The inability of the Americans to develop a coherent and strategic fiscal policy has not only corroded credit ratings, but it has also undermined political legitimacy. For America to restore its political legitimacy, it must first restore the primacy of the Constitution as the foundation of its rule of law; and that requires the checks and balances in the Constitution.
Elon Musk has condemned Trump’s massive bill “as a disgusting abomination”, and other Republicans have followed suit. If Musk continues to encourage opposition to Trump’s radical agenda in the midterm elections, his condemnation of Trump’s “big beautiful bill” could prevent it from passing.” And that could be a political game-changer for Republicans.
Notes:
See Adam Tooze, America’s Novel and Gratuitous Fiscal Crisis, at https://www.nytimes.com/2025/06/03/opinion/us-debt-trillions.html.
Elon Musk’s condemned Trump’s massive Republican tax bill, calling it a ‘disgusting abominatiion’ days after his White House send-off, see https://www.nbcnews.com/politics/trump-administration/elon-musk-trump-spending-tax-bill-disgusting-abomination-rcna210690.
Some Trump supporters now have second thoughts for supporting his massive bill after Musk’s condemnation of it. See congressional memo, After Muscling Their Bill Through the House, Some Republicans, including Marjorie Taylor Greene, Have Regrets. The sprawling legislation carrying President Trump’s domestic agenda squeaked through the House with one vote to spare. Some Republicans now say they didn’t realize what they voted for. https://www.nytimes.com/2025/06/03/us/politics/house-republicans-policy-bill-regrets.html?utm.
According to the Congressional Budget Office(CBO) Trump’s “big beautiful bill” would add $2.4 trillion to America’s national debt if enacted. “Conservatives and Wall Street investors had already expressed grave concerns that the measure would swell federal deficits, and some Senate Republicans have said they cannot back the legislation in its current form for that reason.
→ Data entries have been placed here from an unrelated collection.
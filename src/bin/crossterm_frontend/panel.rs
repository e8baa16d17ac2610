use chip_8_vm::emulator::emulator::STACK_SIZE;
use chip_8_vm::emulator::memory::MEM_SIZE;
use chip_8_vm::emulator::Emulator;
use chip_8_vm::scheduler::{REFRESH_FREQ, TIMER_FREQ};

/// How many memory cells are shown at once.
pub const MEMORY_ROWS: u16 = 16;

const HOTKEYS: [&str; 10] = [
    "1234/qwer/asdf/zxcv  hexpad",
    "p          pause or unpause",
    "0          restart the program",
    "[ ]        clock -/+ 10 Hz",
    "=          reset the clock",
    "l          toggle the bell",
    "Up/Down    move the memory cursor",
    "           (while paused)",
    "Backspace  load the demo",
    "Esc        quit",
];

/// A window of memory that follows the program counter,
/// or a cursor moved by hand while paused.
#[derive(Debug, Default, Clone, Copy, PartialEq, Eq)]
pub struct MemoryCursor {
    begin: u16,
    cursor: u16,
}

impl MemoryCursor {
    /// Point at `address`, scrolling the window just far enough to show it.
    pub fn set(&mut self, address: i32) {
        let address = address.max(0).min(MEM_SIZE as i32 - 1) as u16;
        self.cursor = address;
        if address < self.begin {
            self.begin = address;
        } else if address >= self.begin + MEMORY_ROWS {
            self.begin = address + 1 - MEMORY_ROWS;
        }
    }

    pub fn move_by(&mut self, offset: i32) {
        self.set(self.cursor as i32 + offset);
    }

    pub fn cursor(&self) -> u16 {
        self.cursor
    }

    /// The addresses currently on display.
    pub fn window(&self) -> std::ops::Range<u16> {
        self.begin..self.begin + MEMORY_ROWS
    }
}

/// Frontend state shown next to the emulator state.
#[derive(Debug, Clone, Copy, PartialEq)]
pub struct Status {
    pub frequency: f64,
    pub paused: bool,
    pub bell: bool,
}

/// The lines of the side panel: memory, registers and stack side by side,
/// then clock rates, run state and the hotkey legend.
pub fn lines(emulator: &Emulator, cursor: &MemoryCursor, status: &Status) -> Vec<String> {
    let memory = emulator.memory();
    let registers = emulator.registers();
    let stack = emulator.stack();
    let top = emulator.stack_pointer() as usize % STACK_SIZE;

    let mut lines: Vec<String> = cursor
        .window()
        .enumerate()
        .map(|(row, address)| {
            let special = match row {
                0 => format!(" I: ${:03X}", emulator.i()),
                2 => format!("DL: ${:02X}", emulator.delay_timer()),
                3 => format!("SD: ${:02X}", emulator.sound_timer()),
                5 => format!("PC: ${:03X}", emulator.program_counter()),
                6 => format!("SP: ${:X}", emulator.stack_pointer()),
                _ => String::new(),
            };
            format!(
                "{} ${:04X} ${:02X}   V{:X}: ${:02X}   {:<8}   ST[{:X}]: ${:03X} {}",
                if address == cursor.cursor() { '>' } else { ' ' },
                address,
                memory[address as usize],
                row,
                registers[row],
                special,
                row,
                stack[row],
                if row == top { '<' } else { ' ' },
            )
        })
        .collect();

    lines.push(String::new());
    lines.push(format!(
        "Clock @ {} Hz   Timers @ {} Hz   Refresh @ {} Hz",
        status.frequency, TIMER_FREQ, REFRESH_FREQ
    ));

    let keys: Vec<String> = emulator.pressed_keys().map(|digit| format!("{:X}", digit)).collect();
    lines.push(format!(
        "{}   bell {}   keys [{}]",
        if status.paused { "PAUSED " } else { "running" },
        if status.bell { "on " } else { "off" },
        keys.join(" ")
    ));
    lines.push(match emulator.waiting_for_key() {
        Some(x) => format!("waiting for a key into V{:X}", x),
        None => String::new(),
    });

    lines.push(String::new());
    lines.extend(HOTKEYS.iter().map(|line| line.to_string()));
    lines
}

#[cfg(test)]
mod tests {

    use super::*;
    use pretty_assertions::assert_eq;

    fn status() -> Status {
        Status {
            frequency: 600.0,
            paused: false,
            bell: true,
        }
    }

    #[test]
    fn cursor_scrolls_to_show_address() {
        let mut cursor = MemoryCursor::default();
        assert_eq!(cursor.window(), 0x000..0x010);

        cursor.set(0x300);
        assert_eq!(cursor.cursor(), 0x300);
        assert_eq!(cursor.window(), 0x2F1..0x301);

        // Moving inside the window doesn't scroll
        cursor.move_by(-4);
        assert_eq!(cursor.window(), 0x2F1..0x301);

        cursor.set(0x2F0);
        assert_eq!(cursor.window(), 0x2F0..0x300);
    }

    #[test]
    fn cursor_is_clamped_to_memory() {
        let mut cursor = MemoryCursor::default();
        cursor.move_by(-1);
        assert_eq!(cursor.cursor(), 0);

        cursor.set(0x5000);
        assert_eq!(cursor.cursor(), 0xFFF);
        assert_eq!(cursor.window(), 0xFF0..0x1000);
    }

    #[test]
    fn panel_shows_registers_stack_and_memory() {
        let mut emulator = Emulator::with_seed(0).unwrap();
        // VA = 0x42; call 0x208
        emulator.load(&[0x6A, 0x42, 0x22, 0x08]);
        emulator.step();
        emulator.step();

        let mut cursor = MemoryCursor::default();
        cursor.set(emulator.program_counter() as i32);
        let lines = lines(&emulator, &cursor, &status());

        // The window ends at the program counter
        assert!(lines[15].starts_with("> $0208 $00"));
        assert!(lines[7].starts_with("  $0200 $6A"));
        assert!(lines[0xA].contains("VA: $42"));
        assert!(lines[0].contains("ST[0]: $204"));
        assert!(lines[1].ends_with('<'));
        assert!(lines[5].contains("PC: $208"));
        assert!(lines[6].contains("SP: $1"));
        assert_eq!(lines[17], "Clock @ 600 Hz   Timers @ 60 Hz   Refresh @ 60 Hz");
    }

    #[test]
    fn panel_shows_run_state_and_keys() {
        let mut emulator = Emulator::with_seed(0).unwrap();
        emulator.load(&[0xF3, 0x0A]);
        emulator.step();
        emulator.set_key(0xB, true);
        emulator.set_key(0x2, true);

        let paused = Status {
            paused: true,
            bell: false,
            ..status()
        };
        let lines = lines(&emulator, &MemoryCursor::default(), &paused);
        assert_eq!(lines[18], "PAUSED    bell off   keys [2 B]");
        assert_eq!(lines[19], "");
        assert_eq!(lines.last().map(String::as_str), Some("Esc        quit"));
    }
}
That could derail the bill’s progress, given that the party can afford to lose no more than three votes in the Senate if all Democrats vote against it.” That could be a political game changer.
https://www.nytimes.com/2025/06/04/us/politics/trump-policy-bill-deficit-estimate.html.
Deficit Politics Returns in Debate Over Trump Tax Cuts. The legislation that Republicans are trying to push through Congress could swell the very fiscal imbalance that party leaders have promised to tame for years. That’s complicating the White House’s efforts to nail down support for President Trump’s legislation. Normally, the nervousness in the bond market would jolt Washington, since higher yields translate to higher borrowing costs for average consumers. Lately, though, Mr. Trump and other Republicans have swatted away the pessimism, opting to attack economists for what they have argued were flawed projections. “Cut all the crazy spending increases in the Big Ugly Bill so that America doesn’t go bankrupt!” Mr. Musk said in a post on X on Thursday, as he escalated his feud with Mr. Trump. Mark Zandi, the chief economist at Moody’s Analytics, described recent economic conditions as “fragile” in a nation that periodically flirts with bouts of austerity, sometimes yielding grand bargains that constrain federal spending. But this time, in an era of extreme partisan polarization, Mr. Zandi sahttps://time.com/7291550/elon-musk-trump-implosion-can-be-seen-from-space/?utmid there is little appetite for compromise, making it difficult for policymakers to confront urgent fiscal challenges. https://www.nytimes.com/2025/06/06/business/deficit-trump-tax-legislation.html.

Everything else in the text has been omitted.